Are we finally beginning to talk honestly about mental health in the workplace?

By EY

Around one in four of us will experience a mental health problem this year says, Louisa Pritchard. But will we be able to tell our boss why we’re taking the day off?

When Hayley Smith was at her lowest point in her battle with depression, she plucked up the courage to talk to her boss. She had found a counsellor, but would need time off work to go to the sessions, and said, “To be honest, I wasn’t expecting a motherly hug or an ‘Everything is going to be OK’. I expected professionalism and support. Instead, I received a negative response from my boss, who even asked if I was strong enough for the job.”

Surprised? You shouldn’t be. One in four of us will experience a mental health problem this year. Yet nine out of 10 people with mental health problems say they’ve experienced some kind of discrimination, while almost a third who had taken time off work because of their mental-health issue felt they were treated differently by their manager when they went back to the office.

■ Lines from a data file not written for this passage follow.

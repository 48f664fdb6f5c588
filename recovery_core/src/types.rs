//! Core domain types for the recovery model.
//!
//! This module defines the fundamental types used throughout the system:
//! - Product categories and their static configuration
//! - The usage profile supplied by callers
//! - Metric definitions for the biological systems being tracked
//! - Recovery phases

use crate::{Error, Result};
use serde::{Deserialize, Serialize};
use std::fmt;
use std::str::FromStr;

// ============================================================================
// Product Categories
// ============================================================================

/// Nicotine product the person stopped using
#[derive(Clone, Copy, Debug, Serialize, Deserialize, PartialEq, Eq, Hash)]
#[serde(rename_all = "snake_case")]
pub enum ProductCategory {
    Cigarettes,
    Vape,
    Pouches,
    Chewing,
}

/// How the profile-collection flow records consumption for a category
#[derive(Clone, Copy, Debug, PartialEq)]
pub enum UsageBasis {
    /// Native units per day, used as-is
    UnitsPerDay,
    /// Whole packages per week, each holding a fixed number of native units
    PackagesPerWeek { units_per_package: f64 },
}

/// Static per-category configuration
#[derive(Clone, Copy, Debug)]
pub struct CategoryConfig {
    pub units_per_package: f64,
    pub unit_singular: &'static str,
    pub unit_plural: &'static str,
    pub package_singular: &'static str,
    pub package_plural: &'static str,
    /// Minutes of life expectancy attributed to each native unit
    pub minutes_per_unit: f64,
    pub usage_basis: UsageBasis,
}

const CIGARETTES: CategoryConfig = CategoryConfig {
    units_per_package: 20.0,
    unit_singular: "cigarette",
    unit_plural: "cigarettes",
    package_singular: "pack",
    package_plural: "packs",
    minutes_per_unit: 11.0,
    usage_basis: UsageBasis::UnitsPerDay,
};

const VAPE: CategoryConfig = CategoryConfig {
    units_per_package: 1.0,
    unit_singular: "pod",
    unit_plural: "pods",
    package_singular: "pod",
    package_plural: "pods",
    minutes_per_unit: 5.0,
    usage_basis: UsageBasis::UnitsPerDay,
};

const POUCHES: CategoryConfig = CategoryConfig {
    units_per_package: 15.0,
    unit_singular: "pouch",
    unit_plural: "pouches",
    package_singular: "tin",
    package_plural: "tins",
    minutes_per_unit: 3.0,
    usage_basis: UsageBasis::UnitsPerDay,
};

// Chewing tobacco is recorded as tins per week and tracked in portions.
const CHEWING: CategoryConfig = CategoryConfig {
    units_per_package: 1.0,
    unit_singular: "portion",
    unit_plural: "portions",
    package_singular: "tin",
    package_plural: "tins",
    minutes_per_unit: 8.0,
    usage_basis: UsageBasis::PackagesPerWeek {
        units_per_package: 5.0,
    },
};

impl ProductCategory {
    pub const ALL: [ProductCategory; 4] = [
        ProductCategory::Cigarettes,
        ProductCategory::Vape,
        ProductCategory::Pouches,
        ProductCategory::Chewing,
    ];

    /// Static configuration for this category
    pub fn config(self) -> &'static CategoryConfig {
        match self {
            ProductCategory::Cigarettes => &CIGARETTES,
            ProductCategory::Vape => &VAPE,
            ProductCategory::Pouches => &POUCHES,
            ProductCategory::Chewing => &CHEWING,
        }
    }

    pub fn as_str(self) -> &'static str {
        match self {
            ProductCategory::Cigarettes => "cigarettes",
            ProductCategory::Vape => "vape",
            ProductCategory::Pouches => "pouches",
            ProductCategory::Chewing => "chewing",
        }
    }
}

impl fmt::Display for ProductCategory {
    fn fmt(&self, f: &mut fmt::Formatter<'_>) -> fmt::Result {
        f.write_str(self.as_str())
    }
}

impl FromStr for ProductCategory {
    type Err = Error;

    fn from_str(s: &str) -> Result<Self> {
        match s.trim().to_lowercase().as_str() {
            "cigarettes" | "cigarette" => Ok(ProductCategory::Cigarettes),
            "vape" | "vaping" => Ok(ProductCategory::Vape),
            "pouches" | "pouch" => Ok(ProductCategory::Pouches),
            "chewing" | "chew" => Ok(ProductCategory::Chewing),
            other => Err(Error::InvalidProfile(format!(
                "unknown product category '{}'",
                other
            ))),
        }
    }
}

// ============================================================================
// Usage Profile
// ============================================================================

/// Consumption profile captured before quitting
///
/// `units` is recorded in the category's [`UsageBasis`]: native units per day
/// for most categories, tins per week for chewing tobacco. Use
/// [`crate::normalize_daily_units`] to get a daily native-unit rate.
#[derive(Clone, Debug, Serialize, Deserialize, PartialEq)]
pub struct UsageProfile {
    pub category: ProductCategory,
    pub units: f64,
    pub daily_cost: f64,
    pub harm_level: f64,
}

impl UsageProfile {
    pub fn new(category: ProductCategory, units: f64, daily_cost: f64, harm_level: f64) -> Self {
        Self {
            category,
            units,
            daily_cost,
            harm_level,
        }
    }

    /// Reject profiles with negative, non-finite or out-of-range fields
    pub fn validate(&self) -> Result<()> {
        if !self.units.is_finite() || self.units < 0.0 {
            return Err(Error::InvalidProfile(format!(
                "units must be a non-negative number, got {}",
                self.units
            )));
        }
        if !self.daily_cost.is_finite() || self.daily_cost < 0.0 {
            return Err(Error::InvalidProfile(format!(
                "daily cost must be a non-negative number, got {}",
                self.daily_cost
            )));
        }
        if !(1.0..=10.0).contains(&self.harm_level) {
            return Err(Error::InvalidProfile(format!(
                "harm level must be between 1 and 10, got {}",
                self.harm_level
            )));
        }
        Ok(())
    }
}

// ============================================================================
// Metric Definitions
// ============================================================================

/// Body system a metric belongs to
#[derive(Clone, Copy, Debug, Serialize, Deserialize, PartialEq, Eq, Hash)]
#[serde(rename_all = "snake_case")]
pub enum MetricCategory {
    Neurological,
    Cardiovascular,
    Respiratory,
    Metabolic,
    Sensory,
}

/// Half-life of a metric's recovery curve, in days
#[derive(Clone, Copy, Debug, PartialEq)]
pub enum HalfLife {
    Fixed(f64),
    /// Scaled by the profile's harm level: `base_days * harm_level / 10`
    HarmScaled { base_days: f64 },
}

impl HalfLife {
    pub fn resolve(self, harm_level: f64) -> f64 {
        match self {
            HalfLife::Fixed(days) => days,
            HalfLife::HarmScaled { base_days } => base_days * (harm_level / 10.0),
        }
    }
}

/// One tracked biological system
#[derive(Clone, Debug)]
pub struct MetricDefinition {
    pub id: String,
    pub name: String,
    pub category: MetricCategory,
    pub weight: f64,
    pub max_recovery: f64,
    pub half_life: HalfLife,
}

/// The set of metrics the aggregator combines
#[derive(Clone, Debug)]
pub struct MetricRegistry {
    pub metrics: Vec<MetricDefinition>,
}

// ============================================================================
// Recovery Phases
// ============================================================================

/// A named stage of recovery covering `[start_day, end_day)`
#[derive(Debug, Serialize, PartialEq)]
pub struct RecoveryPhase {
    pub name: &'static str,
    pub start_day: u32,
    /// `None` for the open-ended final phase
    pub end_day: Option<u32>,
    pub key_processes: &'static [&'static str],
    pub expected_symptoms: &'static [&'static str],
    pub expected_improvements: &'static [&'static str],
}

impl RecoveryPhase {
    pub fn contains(&self, day: u32) -> bool {
        day >= self.start_day && self.end_day.map_or(true, |end| day < end)
    }
}

#[cfg(test)]
mod tests {
    use super::*;

    #[test]
    fn test_category_parsing() {
        assert_eq!(
            "Cigarettes".parse::<ProductCategory>().unwrap(),
            ProductCategory::Cigarettes
        );
        assert_eq!(
            " chew ".parse::<ProductCategory>().unwrap(),
            ProductCategory::Chewing
        );
        assert!(matches!(
            "snuff".parse::<ProductCategory>(),
            Err(Error::InvalidProfile(_))
        ));
    }

    #[test]
    fn test_category_display_roundtrip() {
        for category in ProductCategory::ALL {
            let parsed: ProductCategory = category.to_string().parse().unwrap();
            assert_eq!(parsed, category);
        }
    }

    #[test]
    fn test_profile_validation() {
        let ok = UsageProfile::new(ProductCategory::Vape, 1.0, 8.0, 5.0);
        assert!(ok.validate().is_ok());

        let negative_units = UsageProfile::new(ProductCategory::Vape, -1.0, 8.0, 5.0);
        assert!(matches!(
            negative_units.validate(),
            Err(Error::InvalidProfile(_))
        ));

        let nan_cost = UsageProfile::new(ProductCategory::Vape, 1.0, f64::NAN, 5.0);
        assert!(nan_cost.validate().is_err());

        let harm_too_high = UsageProfile::new(ProductCategory::Vape, 1.0, 8.0, 11.0);
        assert!(harm_too_high.validate().is_err());

        let harm_too_low = UsageProfile::new(ProductCategory::Vape, 1.0, 8.0, 0.5);
        assert!(harm_too_low.validate().is_err());
    }

    #[test]
    fn test_profile_deserializes_snake_case_category() {
        let json = r#"{"category":"pouches","units":10,"daily_cost":4.5,"harm_level":3}"#;
        let profile: UsageProfile = serde_json::from_str(json).unwrap();
        assert_eq!(profile.category, ProductCategory::Pouches);
        assert_eq!(profile.units, 10.0);
    }

    #[test]
    fn test_harm_scaled_half_life() {
        let half_life = HalfLife::HarmScaled { base_days: 90.0 };
        assert!((half_life.resolve(10.0) - 90.0).abs() < 1e-9);
        assert!((half_life.resolve(5.0) - 45.0).abs() < 1e-9);
        assert_eq!(HalfLife::Fixed(30.0).resolve(2.0), 30.0);
    }
}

Hayley, 28, felt so isolated by the lack of support she eventually quit. She now runs her own company, Boxed Out PR, and says, “I am used to people not having a clue how to deal with me talking about my depression but, as an employer, you have a responsibility to your employees to support, grow and encourage, and it just wasn’t there. Would they have the same response to a pregnant woman or someone diagnosed with a serious illness?”

95 per cent of people who took time off work due to stress or anxiety didn’t tell their manager the real reason

Her treatment is just one example of the wall of silence that surrounds mental ill-health at work. When Time to Change, an anti-stigma campaign run by mental health charities Mind and Rethink Mental Illness, published their Public Attitudes survey in 2014, it found 95 per cent of people who took time off work due to stress or anxiety didn’t tell their manager the real reason. Nearly half said they felt uncomfortable talking to an employer about mental health. Sure, we can talk about physical illness, but discuss our depression, anxiety, panic attacks? Not so much.

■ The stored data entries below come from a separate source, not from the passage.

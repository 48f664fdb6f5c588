//! Progress statistics computed from a quit date and a usage profile.
//!
//! This is the entry point collaborators call: it turns elapsed time into
//! day/hour/minute buckets, savings and life regained, and delegates the
//! biological modelling to the aggregator.

use crate::aggregator::{RecoveryAggregator, RecoveryBreakdown};
use crate::messages::recovery_message;
use crate::model::round_to;
use crate::phase::{classify_phase, phase_progress, PhaseProgress};
use crate::{Error, RecoveryPhase, Result, UsageBasis, UsageProfile};
use chrono::{DateTime, Utc};
use serde::Serialize;

const SECONDS_PER_MINUTE: u64 = 60;
const SECONDS_PER_HOUR: u64 = 3_600;
const SECONDS_PER_DAY: u64 = 86_400;

/// Elapsed-time totals, savings and health score
#[derive(Clone, Debug, Serialize, PartialEq)]
pub struct ProgressStats {
    pub days_clean: u32,
    pub hours_clean: u64,
    pub minutes_clean: u64,
    pub seconds_clean: u64,
    pub units_avoided: f64,
    pub money_saved: f64,
    pub life_regained_hours: f64,
    pub health_score: f64,
}

/// Elapsed time split into display components
#[derive(Clone, Copy, Debug, Serialize, PartialEq, Eq)]
pub struct CleanTime {
    pub days: u64,
    pub hours: u64,
    pub minutes: u64,
    pub seconds: u64,
}

impl ProgressStats {
    /// Split `seconds_clean` into days, hours (0-23), minutes and seconds (0-59)
    pub fn clean_time(&self) -> CleanTime {
        let s = self.seconds_clean;
        CleanTime {
            days: s / SECONDS_PER_DAY,
            hours: (s % SECONDS_PER_DAY) / SECONDS_PER_HOUR,
            minutes: (s % SECONDS_PER_HOUR) / SECONDS_PER_MINUTE,
            seconds: s % SECONDS_PER_MINUTE,
        }
    }

    /// Life regained expressed in whole days
    pub fn life_regained_days(&self) -> f64 {
        round_to(self.life_regained_hours / 24.0, 1)
    }
}

/// Money and units not spent over one horizon
#[derive(Clone, Debug, Serialize, PartialEq)]
pub struct SavingsHorizon {
    pub days: u32,
    pub money: f64,
    pub units: f64,
}

/// Forward savings at a week, a month and a year
#[derive(Clone, Debug, Serialize, PartialEq)]
pub struct SavingsProjection {
    pub week: SavingsHorizon,
    pub month: SavingsHorizon,
    pub year: SavingsHorizon,
}

impl SavingsProjection {
    pub fn from_profile(profile: &UsageProfile) -> Result<Self> {
        let daily_units = normalize_daily_units(profile)?;
        let horizon = |days: u32| SavingsHorizon {
            days,
            money: round_to(days as f64 * profile.daily_cost, 2),
            units: round_to(days as f64 * daily_units, 1),
        };
        Ok(Self {
            week: horizon(7),
            month: horizon(30),
            year: horizon(365),
        })
    }
}

/// Everything derived for one point in time
#[derive(Clone, Debug, Serialize)]
pub struct RecoveryResult {
    pub stats: ProgressStats,
    pub phase: &'static RecoveryPhase,
    pub phase_progress: PhaseProgress,
    pub message: &'static str,
    pub breakdown: RecoveryBreakdown,
    pub savings: SavingsProjection,
}

/// Convert the profile's recorded consumption into native units per day
pub fn normalize_daily_units(profile: &UsageProfile) -> Result<f64> {
    profile.validate()?;
    let daily = match profile.category.config().usage_basis {
        UsageBasis::UnitsPerDay => profile.units,
        UsageBasis::PackagesPerWeek { units_per_package } => {
            let packages_per_day = profile.units / 7.0;
            packages_per_day * units_per_package
        }
    };
    Ok(daily)
}

/// Whole seconds between the quit date and `now`
///
/// Fails with [`Error::InvalidCessationDate`] when the quit date is in the future.
pub fn seconds_clean(now: DateTime<Utc>, quit_at: DateTime<Utc>) -> Result<u64> {
    if quit_at > now {
        return Err(Error::InvalidCessationDate { quit_at, now });
    }
    Ok((now - quit_at).num_seconds().max(0) as u64)
}

/// Full days between the quit date and `now`
pub fn days_clean(now: DateTime<Utc>, quit_at: DateTime<Utc>) -> Result<u32> {
    let seconds = seconds_clean(now, quit_at)?;
    Ok(u32::try_from(seconds / SECONDS_PER_DAY).unwrap_or(u32::MAX))
}

/// Computes progress from timestamps using a configurable aggregator
#[derive(Clone, Copy, Debug)]
pub struct ProgressStatsCalculator<'a> {
    aggregator: RecoveryAggregator<'a>,
}

impl Default for ProgressStatsCalculator<'static> {
    fn default() -> Self {
        Self::new(RecoveryAggregator::default())
    }
}

impl<'a> ProgressStatsCalculator<'a> {
    pub fn new(aggregator: RecoveryAggregator<'a>) -> Self {
        Self { aggregator }
    }

    pub fn compute(
        &self,
        now: DateTime<Utc>,
        quit_at: DateTime<Utc>,
        profile: &UsageProfile,
    ) -> Result<ProgressStats> {
        self.compute_with_breakdown(now, quit_at, profile)
            .map(|(stats, _)| stats)
    }

    pub fn compute_recovery(
        &self,
        now: DateTime<Utc>,
        quit_at: DateTime<Utc>,
        profile: &UsageProfile,
    ) -> Result<RecoveryResult> {
        let (stats, breakdown) = self.compute_with_breakdown(now, quit_at, profile)?;
        let days = stats.days_clean;

        Ok(RecoveryResult {
            phase: classify_phase(days),
            phase_progress: phase_progress(days),
            message: recovery_message(days),
            savings: SavingsProjection::from_profile(profile)?,
            breakdown,
            stats,
        })
    }

    fn compute_with_breakdown(
        &self,
        now: DateTime<Utc>,
        quit_at: DateTime<Utc>,
        profile: &UsageProfile,
    ) -> Result<(ProgressStats, RecoveryBreakdown)> {
        let seconds_clean = seconds_clean(now, quit_at)?;
        let daily_units = normalize_daily_units(profile)?;

        let days_clean = u32::try_from(seconds_clean / SECONDS_PER_DAY).unwrap_or(u32::MAX);
        let days = days_clean as f64;

        let units_avoided = days * daily_units;
        let money_saved = days * profile.daily_cost;
        let life_regained_hours =
            units_avoided * profile.category.config().minutes_per_unit / 60.0;

        let breakdown = self.aggregator.aggregate(days, profile)?;

        tracing::debug!(
            "Computed progress for {} ({} days clean, {:.1} units avoided)",
            profile.category,
            days_clean,
            units_avoided
        );

        let stats = ProgressStats {
            days_clean,
            hours_clean: seconds_clean / SECONDS_PER_HOUR,
            minutes_clean: seconds_clean / SECONDS_PER_MINUTE,
            seconds_clean,
            units_avoided: round_to(units_avoided, 1),
            money_saved: round_to(money_saved, 2),
            life_regained_hours: round_to(life_regained_hours, 1),
            health_score: breakdown.overall,
        };

        Ok((stats, breakdown))
    }
}

/// Compute progress statistics with the default model
pub fn compute_progress_stats(
    now: DateTime<Utc>,
    quit_at: DateTime<Utc>,
    profile: &UsageProfile,
) -> Result<ProgressStats> {
    ProgressStatsCalculator::default().compute(now, quit_at, profile)
}

/// Compute the full recovery result with the default model
pub fn compute_recovery(
    now: DateTime<Utc>,
    quit_at: DateTime<Utc>,
    profile: &UsageProfile,
) -> Result<RecoveryResult> {
    ProgressStatsCalculator::default().compute_recovery(now, quit_at, profile)
}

Yet there does seem to be a change in the air. Increased media attention on mental health awareness (take Mind’s annual awards for responsible reporting of mental-health issues) coupled with ongoing work from mental-health organisations to eliminate discrimination and stigma seems to have brought the issue increasingly to the fore.

There’s also a generational shift in talking about mental health. While the fear of stigma and discrimination most definitely hasn’t disappeared, an increased openness among Generation Y and millennials about their own mental health is slowly having an impact. A study found in 2004 that 60 per cent of people agreed that “people today spend too much time dwelling on their emotional difficulties”. By 2014, just 39 per cent of people held that opinion.